**Exercise input**
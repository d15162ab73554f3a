// POWERCAP v1.0.0 -- RUNTIME POWER-CAP CONTROLLER
// THREAD-COUNT AND DVFS SELECTION UNDER A PACKAGE POWER LIMIT
//
// DECISIONS HAPPEN IN THE ENGINE, ONCE PER MEASUREMENT ROUND
// THIS BINARY HANDLES: CONFIGURATION, CPUFREQ/RAPL ACCESS, THE WORKLOAD, REPORTING

mod cli;

use std::path::PathBuf;
use std::sync::atomic::{AtomicBool, Ordering};

use anyhow::Result;
use clap::{Args, Parser, Subcommand};

use powercap::HeuristicMode;

static SHUTDOWN: AtomicBool = AtomicBool::new(false);

#[derive(Parser)]
#[command(name = "powercap")]
#[command(about = "POWERCAP -- MAXIMUM THROUGHPUT UNDER A POWER LIMIT")]
#[command(args_conflicts_with_subcommands = true)]
struct Cli {
    #[command(subcommand)]
    command: Option<Command>,

    #[command(flatten)]
    run: RunArgs,
}

#[derive(Subcommand)]
enum Command {
    // RUN THE CONTROLLER AGAINST THE BUILT-IN WORKLOAD (DEFAULT)
    Run(RunArgs),

    // VERIFY CPUFREQ, RAPL AND KERNEL CONFIG SUPPORT
    Check {
        // SYSFS MOUNT POINT
        #[arg(long, default_value = "/sys")]
        sysfs_root: PathBuf,
    },

    // PRINT THE P-STATE TABLE
    Pstates {
        // SYSFS MOUNT POINT
        #[arg(long, default_value = "/sys")]
        sysfs_root: PathBuf,

        // CONFIG FILE (MIN/MAX_CPU_FREQ FALLBACK RANGE)
        #[arg(long)]
        config: Option<PathBuf>,
    },

    // AVERAGE A RESULTS FILE INTO ONE LINE
    Average {
        #[arg(short, long)]
        input: PathBuf,

        #[arg(short, long)]
        output: PathBuf,
    },
}

#[derive(Args, Clone, Debug)]
pub struct RunArgs {
    // KEY=VALUE CONFIG FILE
    #[arg(long, default_value = "powercap_config.txt")]
    pub config: PathBuf,

    // WORKER THREADS (DEFAULT: ONE PER CPU)
    #[arg(long)]
    pub threads: Option<usize>,

    // OVERRIDE POWER_LIMIT (WATTS)
    #[arg(long)]
    pub power_limit: Option<f64>,

    // OVERRIDE HEURISTIC_MODE (CODE OR NAME, E.G. 9 OR dynamic)
    #[arg(long)]
    pub heuristic: Option<HeuristicMode>,

    // STOP AFTER N SECONDS (DEFAULT: RUN UNTIL CTRL+C)
    #[arg(long)]
    pub duration: Option<u64>,

    // XORSHIFT ROUNDS PER WORK UNIT
    #[arg(long, default_value_t = 20_000)]
    pub work_iters: u64,

    // PROGRAM NAME USED IN THE RESULTS FILE NAME
    #[arg(long, default_value = "powercap")]
    pub name: String,

    // SYSFS MOUNT POINT
    #[arg(long, default_value = "/sys")]
    pub sysfs_root: PathBuf,

    // PRINT VERBOSE OUTPUT
    #[arg(long)]
    pub verbose: bool,

    // DUMP FULL EVENT LOG ON EXIT
    #[arg(long)]
    pub dump_log: bool,
}

fn main() -> Result<()> {
    let cli = Cli::parse();

    match cli.command {
        Some(Command::Check { sysfs_root }) => {
            powercap::log::init(false);
            cli::check::run_check(&sysfs_root)
        }
        Some(Command::Pstates { sysfs_root, config }) => {
            powercap::log::init(false);
            cli::pstates::run_pstates(&sysfs_root, config.as_deref())
        }
        Some(Command::Average { input, output }) => cli::average::run_average(&input, &output),
        Some(Command::Run(args)) => start(args),
        None => start(cli.run),
    }
}

fn start(args: RunArgs) -> Result<()> {
    powercap::log::init(args.verbose);

    ctrlc::set_handler(move || {
        SHUTDOWN.store(true, Ordering::Relaxed);
    })?;

    cli::run::run_controller(&args, &SHUTDOWN)?;
    println!("POWERCAP OUT.");
    Ok(())
}
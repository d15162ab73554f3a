// POWERCAP RESTART / DETECTION CONTROLLER
// RUNS ONLY WHILE EXPLOITING (stopped_searching). TWO MODES:
//
//   RESTART   COUNT SAMPLES SINCE CONVERGENCE; AT exploit_steps RE-ENTER
//             EXPLORATION FROM A STRATEGY-DEPENDENT SEED. ALSO DROPS OFF
//             BOOST WHEN P-STATE 0 OVERSHOOTS THE CAP.
//   VALIDATE  MODEL STRATEGY ONLY. MEASURE EVERY INTERMEDIATE CELL THE MODEL
//             PREDICTED, P-STATE BY P-STATE FROM max-1 DOWN TO 2, THEN EMIT
//             A REAL-VS-PREDICTED REPORT AND GO QUIET.

use std::fmt::Write as _;

use crate::config::{DetectionMode, EngineConfig, HeuristicMode};
use crate::error::EngineError;
use crate::heuristics::Strategy;
use crate::model::Matrix;
use crate::search::{Configuration, Sample, SearchContext};

// BOOST OVERSHOOT TOLERANCE: 1% ABOVE THE LIMIT
pub const BOOST_TOLERANCE: f64 = 1.01;

// LOWEST P-STATE THE VALIDATION SWEEP MEASURES
pub const VALIDATION_FLOOR: usize = 2;

#[derive(Clone, Debug, PartialEq)]
pub enum DetectorEvent {
    BoostDisabled,
    Restarted { seed: Configuration },
    ValidationComplete(Box<ValidationReport>),
}

#[derive(Clone, Debug, PartialEq)]
pub struct ValidationReport {
    pub max_pstate: usize,
    pub total_threads: usize,
    pub real_throughput: Matrix,
    pub predicted_throughput: Matrix,
    pub throughput_error: Matrix,
    pub real_power: Matrix,
    pub predicted_power: Matrix,
    pub power_error: Matrix,
}

impl ValidationReport {
    fn build(shadow: &Shadow, max_pstate: usize, total_threads: usize) -> Self {
        let rows = max_pstate + 1;
        let cols = total_threads + 1;
        let mut throughput_error = Matrix::new(rows, cols);
        let mut power_error = Matrix::new(rows, cols);
        for p in VALIDATION_FLOOR..max_pstate {
            for t in 1..=total_threads {
                throughput_error.set(p, t, error_pct(shadow.tp_pred.get(p, t), shadow.tp_real.get(p, t)));
                power_error.set(p, t, error_pct(shadow.power_pred.get(p, t), shadow.power_real.get(p, t)));
            }
        }
        Self {
            max_pstate,
            total_threads,
            real_throughput: shadow.tp_real.clone(),
            predicted_throughput: shadow.tp_pred.clone(),
            throughput_error,
            real_power: shadow.power_real.clone(),
            predicted_power: shadow.power_pred.clone(),
            power_error,
        }
    }

    // model_validation.txt LAYOUT: SIX SECTIONS, ONE ROW PER INTERMEDIATE
    // P-STATE, TAB-SEPARATED COLUMNS FOR THREADS 1..total
    pub fn render(&self) -> String {
        let sections: [(&str, &Matrix); 6] = [
            ("Real throughput", &self.real_throughput),
            ("Predicted throughput", &self.predicted_throughput),
            ("Throughput error percentage", &self.throughput_error),
            ("Real power", &self.real_power),
            ("Predicted power", &self.predicted_power),
            ("power error percentage", &self.power_error),
        ];
        let mut out = String::new();
        for (title, m) in sections {
            let _ = writeln!(out, "{}", title);
            for p in VALIDATION_FLOOR..self.max_pstate {
                let row: Vec<String> = (1..=self.total_threads).map(|t| format!("{:.6}", m.get(p, t))).collect();
                let _ = writeln!(out, "{}", row.join("\t"));
            }
            out.push('\n');
        }
        out
    }
}

// 100 * (PREDICTED - REAL) / REAL. A ZERO MEASUREMENT HAS NO MEANINGFUL ERROR.
pub fn error_pct(predicted: f64, real: f64) -> f64 {
    if real == 0.0 {
        return 0.0;
    }
    100.0 * (predicted - real) / real
}

#[derive(Clone, Debug)]
struct Shadow {
    power_real: Matrix,
    tp_real: Matrix,
    power_pred: Matrix,
    tp_pred: Matrix,
}

impl Shadow {
    fn new(rows: usize, cols: usize) -> Self {
        Self {
            power_real: Matrix::new(rows, cols),
            tp_real: Matrix::new(rows, cols),
            power_pred: Matrix::new(rows, cols),
            tp_pred: Matrix::new(rows, cols),
        }
    }
}

#[derive(Clone, Debug)]
pub struct Detector {
    mode: DetectionMode,
    heuristic: HeuristicMode,
    exploit_steps: u32,
    starting_threads: usize,
    power_limit: f64,
    max_pstate: usize,
    total_threads: usize,
    validation_pstate: usize,
    shadow: Option<Shadow>,
}

impl Detector {
    pub fn new(cfg: &EngineConfig) -> Self {
        let max_pstate = cfg.max_pstate();
        let shadow = (cfg.detection == DetectionMode::Validate)
            .then(|| Shadow::new(max_pstate + 1, cfg.total_threads + 1));
        Self {
            mode: cfg.detection,
            heuristic: cfg.heuristic,
            exploit_steps: cfg.exploit_steps,
            starting_threads: cfg.starting_threads,
            power_limit: cfg.power_limit,
            max_pstate,
            total_threads: cfg.total_threads,
            validation_pstate: max_pstate.saturating_sub(1),
            shadow,
        }
    }

    pub fn mode(&self) -> DetectionMode {
        self.mode
    }

    // WHERE stop_searching() SENDS THE NEXT REQUEST WHILE VALIDATING
    pub fn validation_target(&self) -> Option<usize> {
        (self.mode == DetectionMode::Validate).then_some(self.validation_pstate)
    }

    pub fn observe(
        &mut self,
        ctx: &mut SearchContext,
        strategy: &mut Strategy,
        sample: &Sample,
    ) -> Result<Vec<DetectorEvent>, EngineError> {
        match self.mode {
            DetectionMode::Disabled => Ok(Vec::new()),
            DetectionMode::Restart => self.restart_step(ctx, strategy, sample),
            DetectionMode::Validate => self.validate_step(ctx, strategy, sample),
        }
    }

    fn restart_step(
        &mut self,
        ctx: &mut SearchContext,
        strategy: &mut Strategy,
        sample: &Sample,
    ) -> Result<Vec<DetectorEvent>, EngineError> {
        let mut events = Vec::new();

        if ctx.pstate() == 0 && self.max_pstate >= 1 && sample.power > self.power_limit * BOOST_TOLERANCE {
            ctx.set_pstate(1)?;
            crate::log_info!("BOOST OVERSHOOT AT {:.1}W, DISABLING BOOST", sample.power);
            events.push(DetectorEvent::BoostDisabled);
        }

        ctx.current_exploit_steps += 1;
        if ctx.current_exploit_steps < self.exploit_steps {
            return Ok(events);
        }

        let seed = match self.heuristic {
            HeuristicMode::HighestThreads => Configuration::new(self.starting_threads, self.max_pstate),
            h if h.starts_from_floor() => Configuration::new(1, self.max_pstate),
            _ => {
                let c = ctx.converged.unwrap_or_else(|| ctx.current());
                ctx.starting_threads = c.threads;
                c
            }
        };
        ctx.restart(seed)?;
        strategy.reset();
        crate::log_info!(
            "RESTARTING EXPLORATION FROM {} THREADS P-STATE {}",
            seed.threads, seed.pstate
        );
        events.push(DetectorEvent::Restarted { seed });
        Ok(events)
    }

    fn validate_step(
        &mut self,
        ctx: &mut SearchContext,
        strategy: &mut Strategy,
        sample: &Sample,
    ) -> Result<Vec<DetectorEvent>, EngineError> {
        let at = ctx.current();
        if let Some(shadow) = self.shadow.as_mut() {
            shadow.power_real.set(at.pstate, at.threads, sample.power);
            shadow.tp_real.set(at.pstate, at.threads, sample.throughput);
            if let Some(model) = strategy.model() {
                shadow.power_pred.set(at.pstate, at.threads, model.power.get(at.pstate, at.threads));
                shadow.tp_pred.set(at.pstate, at.threads, model.throughput.get(at.pstate, at.threads));
            }
        }

        if at.pstate == VALIDATION_FLOOR && at.threads == self.total_threads {
            self.mode = DetectionMode::Disabled;
            let Some(shadow) = self.shadow.take() else {
                return Ok(Vec::new());
            };
            let report = ValidationReport::build(&shadow, self.max_pstate, self.total_threads);
            crate::log_info!("MODEL VALIDATION COMPLETE");
            return Ok(vec![DetectorEvent::ValidationComplete(Box::new(report))]);
        }

        if at.threads == self.total_threads {
            self.validation_pstate = self.validation_pstate.saturating_sub(1).max(VALIDATION_FLOOR);
            ctx.restart(Configuration::new(1, self.max_pstate))?;
            strategy.reset();
            crate::log_debug!("VALIDATION: RE-SAMPLING, NEXT ROW P-STATE {}", self.validation_pstate);
            return Ok(Vec::new());
        }

        ctx.add_thread()?;
        Ok(Vec::new())
    }
}

#[cfg(test)]
mod tests {
    use super::*;

    #[test]
    fn error_pct_signs() {
        assert_eq!(error_pct(110.0, 100.0), 10.0);
        assert_eq!(error_pct(90.0, 100.0), -10.0);
        assert_eq!(error_pct(5.0, 0.0), 0.0);
    }

    #[test]
    fn render_has_six_sections() {
        let shadow = Shadow::new(5, 3);
        let mut report = ValidationReport::build(&shadow, 4, 2);
        report.real_power.set(2, 1, 61.5);
        let text = report.render();
        assert!(text.starts_with("Real throughput\n"));
        assert!(text.contains("power error percentage\n"));
        assert!(text.contains("Real power\n61.500000\t0.000000\n"));
        // TWO INTERMEDIATE ROWS (P-STATES 2 AND 3) PER SECTION, ONE CELL SET
        assert_eq!(text.lines().filter(|l| *l == "0.000000\t0.000000").count(), 11);
    }
}
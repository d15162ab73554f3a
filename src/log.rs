// POWERCAP LOGGING
// CALL SITES USE log_info!/log_warn!/log_debug!. ALL OF THEM FORWARD TO tracing
// SO THE BINARY PICKS THE SINK AND FILTER IN ONE PLACE.

#[macro_export]
macro_rules! log_info {
    ($($arg:tt)*) => { ::tracing::info!($($arg)*) };
}

#[macro_export]
macro_rules! log_warn {
    ($($arg:tt)*) => { ::tracing::warn!($($arg)*) };
}

#[macro_export]
macro_rules! log_debug {
    ($($arg:tt)*) => { ::tracing::debug!($($arg)*) };
}

// INSTALL THE GLOBAL SUBSCRIBER. RUST_LOG WINS OVER --verbose.
pub fn init(verbose: bool) {
    use tracing_subscriber::EnvFilter;

    let default = if verbose { "debug" } else { "info" };
    let filter = EnvFilter::try_from_default_env()
        .unwrap_or_else(|_| EnvFilter::new(default));

    // A SECOND init() (TESTS, RESTARTS) KEEPS THE FIRST SUBSCRIBER
    let _ = tracing_subscriber::fmt()
        .with_env_filter(filter)
        .with_target(false)
        .try_init();
}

**Instructions for the task**
Lines above with "events" in them are the ones to copy.

**Your response**
        let mut events = Vec::new();
            events.push(DetectorEvent::BoostDisabled);
            return Ok(events);
        events.push(DetectorEvent::Restarted { seed });
        Ok(events)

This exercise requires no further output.